After work, fall. The salmonella-tainted Kinder chocolate scandal had serious consequences for the Italian company’s sales. The discovery of 150 cases of salmonellosis in Europe, which can be linked to the consumption of the brand’s products, has broken consumer confidence.
The latter, warn, prefers not to take risks, despite the letters presented in supermarkets confirming that the products on the shelves are not part of the returned batches. But there’s nothing to be done: Shelves are still full, and in the week following the reveal, sales are down 35%.

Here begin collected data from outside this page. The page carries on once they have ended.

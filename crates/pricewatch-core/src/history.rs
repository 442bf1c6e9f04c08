//! The append-only price history seam.
//!
//! The orchestrator hands every discovered offer to a [`HistorySink`]; the
//! database crate provides the Postgres implementation.

use async_trait::async_trait;
use rust_decimal::Decimal;
use serde::{Deserialize, Serialize};
use thiserror::Error;

use crate::offers::{Offer, Site, WishItem};

/// One price observation, annotated with the wish item that produced it.
#[derive(Debug, Clone, PartialEq, Eq, Serialize, Deserialize)]
pub struct HistoryEntry {
    pub wish_item_id: i64,
    pub wish_item_name: String,
    pub site: Site,
    pub price: Decimal,
    pub url_offer: String,
    pub installment_details: String,
}

impl HistoryEntry {
    #[must_use]
    pub fn from_offer(wish_item: &WishItem, offer: &Offer) -> Self {
        Self {
            wish_item_id: wish_item.id,
            wish_item_name: wish_item.search_term.clone(),
            site: offer.site,
            price: offer.price,
            url_offer: offer.url_offer.clone(),
            installment_details: offer.installment_details.clone(),
        }
    }
}

#[derive(Debug, Error)]
pub enum HistoryError {
    #[error("history write failed: {0}")]
    Write(String),
}

/// External append-only store for price observations.
///
/// Each call is an independent write; callers must not assume exclusive
/// access to the underlying store.
#[async_trait]
pub trait HistorySink: Send + Sync {
    /// Appends a single observation.
    ///
    /// # Errors
    ///
    /// Returns [`HistoryError::Write`] when the store rejects the write.
    async fn append(&self, entry: &HistoryEntry) -> Result<(), HistoryError>;
}
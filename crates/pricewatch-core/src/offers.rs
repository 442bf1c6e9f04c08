//! Domain types shared by the scraping pipeline, persistence, and the
//! binaries.
//!
//! An [`Offer`] is produced once by a site extractor and never mutated
//! afterwards. Failures are data: a [`SiteResult`] is either the offers one
//! site returned for one wish item, or a [`SiteFailure`] describing why it
//! returned none.

use std::fmt;
use std::path::PathBuf;
use std::str::FromStr;

use chrono::{DateTime, Utc};
use rust_decimal::Decimal;
use serde::{Deserialize, Serialize};
use uuid::Uuid;

use crate::CoreError;

/// Installment text stored when a listing shows no installment plan.
pub const INSTALLMENTS_NOT_INFORMED: &str = "not informed";

/// All prices handled by the pipeline are Brazilian reais.
pub const CURRENCY_CODE: &str = "BRL";

/// A product the user wants to track, as read from the wish-list store.
#[derive(Debug, Clone, PartialEq, Eq, Serialize, Deserialize)]
pub struct WishItem {
    pub id: i64,
    pub search_term: String,
}

impl WishItem {
    #[must_use]
    pub fn new(id: i64, search_term: impl Into<String>) -> Self {
        Self {
            id,
            search_term: search_term.into(),
        }
    }
}

/// Retail sites the pipeline knows how to search.
#[derive(Debug, Clone, Copy, PartialEq, Eq, Hash, PartialOrd, Ord, Serialize, Deserialize)]
#[serde(rename_all = "snake_case")]
pub enum Site {
    Amazon,
    MercadoLivre,
}

impl Site {
    /// Stable identifier used in storage and logs.
    #[must_use]
    pub fn as_str(self) -> &'static str {
        match self {
            Site::Amazon => "amazon",
            Site::MercadoLivre => "mercado_livre",
        }
    }

    /// Human-readable storefront name.
    #[must_use]
    pub fn display_name(self) -> &'static str {
        match self {
            Site::Amazon => "Amazon BR",
            Site::MercadoLivre => "Mercado Livre",
        }
    }
}

impl fmt::Display for Site {
    fn fmt(&self, f: &mut fmt::Formatter<'_>) -> fmt::Result {
        f.write_str(self.as_str())
    }
}

impl FromStr for Site {
    type Err = CoreError;

    fn from_str(s: &str) -> Result<Self, Self::Err> {
        match s {
            "amazon" => Ok(Site::Amazon),
            "mercado_livre" => Ok(Site::MercadoLivre),
            other => Err(CoreError::UnknownSite(other.to_string())),
        }
    }
}

/// One normalized listing found on a site for a search term.
#[derive(Debug, Clone, PartialEq, Eq, Serialize, Deserialize)]
pub struct Offer {
    pub name: String,
    /// Price in BRL with two decimal places.
    pub price: Decimal,
    /// Absolute product URL with query string, fragment, and referral
    /// suffixes removed.
    pub url_offer: String,
    pub site: Site,
    /// Installment plan text, or [`INSTALLMENTS_NOT_INFORMED`].
    pub installment_details: String,
}

impl Offer {
    /// Builds an offer, returning `None` when any required field is unusable:
    /// an empty name, a price that is not strictly positive, or an empty URL.
    #[must_use]
    pub fn new(
        name: String,
        price: Decimal,
        url_offer: String,
        site: Site,
        installment_details: Option<String>,
    ) -> Option<Self> {
        if name.trim().is_empty() || url_offer.trim().is_empty() || price <= Decimal::ZERO {
            return None;
        }
        Some(Self {
            name,
            price,
            url_offer,
            site,
            installment_details: installment_details
                .filter(|s| !s.trim().is_empty())
                .unwrap_or_else(|| INSTALLMENTS_NOT_INFORMED.to_string()),
        })
    }
}

/// Classification of a site failure.
#[derive(Debug, Clone, Copy, PartialEq, Eq, Hash, Serialize, Deserialize)]
#[serde(rename_all = "snake_case")]
pub enum FailureKind {
    /// A CAPTCHA or "unusual activity" page was served instead of results.
    CaptchaDetected,
    /// The results container never appeared within the wait timeout.
    ResultsNotFound,
    /// The results container loaded but held zero product nodes.
    NoProductsFound,
    /// A candidate listing was dropped for a missing field. Logged only.
    PartialExtraction,
    /// Anything else raised inside the adapter.
    UnknownError,
}

impl FailureKind {
    #[must_use]
    pub fn as_str(self) -> &'static str {
        match self {
            FailureKind::CaptchaDetected => "captcha_detected",
            FailureKind::ResultsNotFound => "results_not_found",
            FailureKind::NoProductsFound => "no_products_found",
            FailureKind::PartialExtraction => "partial_extraction",
            FailureKind::UnknownError => "unknown_error",
        }
    }
}

impl fmt::Display for FailureKind {
    fn fmt(&self, f: &mut fmt::Formatter<'_>) -> fmt::Result {
        f.write_str(self.as_str())
    }
}

impl FromStr for FailureKind {
    type Err = CoreError;

    fn from_str(s: &str) -> Result<Self, Self::Err> {
        match s {
            "captcha_detected" => Ok(FailureKind::CaptchaDetected),
            "results_not_found" => Ok(FailureKind::ResultsNotFound),
            "no_products_found" => Ok(FailureKind::NoProductsFound),
            "partial_extraction" => Ok(FailureKind::PartialExtraction),
            "unknown_error" => Ok(FailureKind::UnknownError),
            other => Err(CoreError::UnknownFailureKind(other.to_string())),
        }
    }
}

/// Write-once record of a diagnostics capture.
///
/// The paths are `None` when the corresponding artifact could not be written
/// (for example because the browser had already died).
#[derive(Debug, Clone, PartialEq, Eq, Serialize, Deserialize)]
pub struct DiagnosticRecord {
    pub id: Uuid,
    pub captured_at: DateTime<Utc>,
    pub site: Site,
    pub kind: FailureKind,
    pub snapshot_path: Option<PathBuf>,
    pub html_path: Option<PathBuf>,
}

/// Why one site produced no offers for one wish item.
#[derive(Debug, Clone, PartialEq, Eq, Serialize, Deserialize)]
pub struct SiteFailure {
    pub site: Site,
    pub kind: FailureKind,
    pub message: Option<String>,
    pub diagnostic: Option<DiagnosticRecord>,
}

/// Outcome of a single `(wish item, site)` search.
#[derive(Debug, Clone, PartialEq, Eq, Serialize, Deserialize)]
#[serde(tag = "status", rename_all = "snake_case")]
pub enum SiteResult {
    Success { site: Site, offers: Vec<Offer> },
    Failure(SiteFailure),
}

impl SiteResult {
    #[must_use]
    pub fn success(site: Site, offers: Vec<Offer>) -> Self {
        SiteResult::Success { site, offers }
    }

    #[must_use]
    pub fn failure(
        site: Site,
        kind: FailureKind,
        message: Option<String>,
        diagnostic: Option<DiagnosticRecord>,
    ) -> Self {
        SiteResult::Failure(SiteFailure {
            site,
            kind,
            message,
            diagnostic,
        })
    }

    #[must_use]
    pub fn site(&self) -> Site {
        match self {
            SiteResult::Success { site, .. } => *site,
            SiteResult::Failure(failure) => failure.site,
        }
    }

    #[must_use]
    pub fn is_success(&self) -> bool {
        matches!(self, SiteResult::Success { .. })
    }

    /// Returns the failure kind, or `None` for a success.
    #[must_use]
    pub fn failure_kind(&self) -> Option<FailureKind> {
        match self {
            SiteResult::Success { .. } => None,
            SiteResult::Failure(failure) => Some(failure.kind),
        }
    }
}

/// Merged outcome for one wish item across every configured site.
#[derive(Debug, Clone, PartialEq, Eq, Serialize, Deserialize)]
pub struct ItemResult {
    pub wish_item: WishItem,
    pub offers: Vec<Offer>,
    pub failures: Vec<SiteFailure>,
}

/// Result of one orchestrator run: exactly one [`ItemResult`] per input
/// wish item, in input order.
#[derive(Debug, Clone, Default, PartialEq, Eq, Serialize, Deserialize)]
pub struct ScrapeBatchResult {
    pub items: Vec<ItemResult>,
    pub total_offers: usize,
}

impl ScrapeBatchResult {
    #[must_use]
    pub fn from_items(items: Vec<ItemResult>) -> Self {
        let total_offers = items.iter().map(|i| i.offers.len()).sum();
        Self {
            items,
            total_offers,
        }
    }

    #[must_use]
    pub fn len(&self) -> usize {
        self.items.len()
    }

    #[must_use]
    pub fn is_empty(&self) -> bool {
        self.items.is_empty()
    }

    /// Total number of site failures recorded across all items.
    #[must_use]
    pub fn failure_count(&self) -> usize {
        self.items.iter().map(|i| i.failures.len()).sum()
    }
}

#[cfg(test)]
mod tests {
    use super::*;

    fn price(s: &str) -> Decimal {
        s.parse().unwrap()
    }

    #[test]
    fn offer_new_defaults_missing_installments() {
        let offer = Offer::new(
            "Cadeira Gamer".into(),
            price("899.90"),
            "https://www.amazon.com.br/dp/B0TEST".into(),
            Site::Amazon,
            None,
        )
        .unwrap();
        assert_eq!(offer.installment_details, INSTALLMENTS_NOT_INFORMED);
    }

    #[test]
    fn offer_new_treats_blank_installments_as_absent() {
        let offer = Offer::new(
            "Cadeira Gamer".into(),
            price("899.90"),
            "https://www.amazon.com.br/dp/B0TEST".into(),
            Site::Amazon,
            Some("   ".into()),
        )
        .unwrap();
        assert_eq!(offer.installment_details, INSTALLMENTS_NOT_INFORMED);
    }

    #[test]
    fn offer_new_rejects_empty_name() {
        assert!(Offer::new(
            "  ".into(),
            price("10.00"),
            "https://x.test/p".into(),
            Site::Amazon,
            None
        )
        .is_none());
    }

    #[test]
    fn offer_new_rejects_non_positive_price() {
        assert!(Offer::new(
            "Mesa".into(),
            Decimal::ZERO,
            "https://x.test/p".into(),
            Site::MercadoLivre,
            None
        )
        .is_none());
    }

    #[test]
    fn offer_new_rejects_empty_url() {
        assert!(Offer::new(
            "Mesa".into(),
            price("10.00"),
            String::new(),
            Site::MercadoLivre,
            None
        )
        .is_none());
    }

    #[test]
    fn site_round_trips_through_str() {
        for site in [Site::Amazon, Site::MercadoLivre] {
            assert_eq!(site.as_str().parse::<Site>().unwrap(), site);
        }
        assert!("shopee".parse::<Site>().is_err());
    }

    #[test]
    fn failure_kind_parses_storage_names() {
        assert_eq!(
            "captcha_detected".parse::<FailureKind>().unwrap(),
            FailureKind::CaptchaDetected
        );
        assert!("timeout".parse::<FailureKind>().is_err());
    }

    #[test]
    fn site_result_serializes_with_status_tag() {
        let result = SiteResult::failure(Site::Amazon, FailureKind::CaptchaDetected, None, None);
        let json = serde_json::to_string(&result).unwrap();
        assert!(json.contains("\"status\":\"failure\""));
        assert!(json.contains("\"kind\":\"captcha_detected\""));
    }

    #[test]
    fn batch_result_counts_offers_and_failures() {
        let offer = Offer::new(
            "Mesa".into(),
            price("10.00"),
            "https://x.test/p".into(),
            Site::MercadoLivre,
            None,
        )
        .unwrap();
        let batch = ScrapeBatchResult::from_items(vec![
            ItemResult {
                wish_item: WishItem::new(1, "mesa"),
                offers: vec![offer.clone(), offer],
                failures: vec![SiteFailure {
                    site: Site::Amazon,
                    kind: FailureKind::ResultsNotFound,
                    message: None,
                    diagnostic: None,
                }],
            },
            ItemResult {
                wish_item: WishItem::new(2, "cadeira"),
                offers: vec![],
                failures: vec![],
            },
        ]);
        assert_eq!(batch.len(), 2);
        assert_eq!(batch.total_offers, 2);
        assert_eq!(batch.failure_count(), 1);
    }
}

Always the lure of “not seen, not taken”
Ferrero has already been heavily criticized for its lack of response. How do we explain all this neglect that comes at such a huge cost. It’s always the same thing: there’s an epidemic, the investigation goes back to a product, and we find out later that there have been positive self-checks and nothing has been done. This is the maximum for this health strategy that is based on controls. There is always a temptation to “not be seen, not taken.”
There is a cost. But in a few weeks, even a few months, consumers forget about it. Ferrero are several brands that consumers will not call: Ferrero, but also Tic Tac, Delacre, Nutella, Délichoc and Moncheri.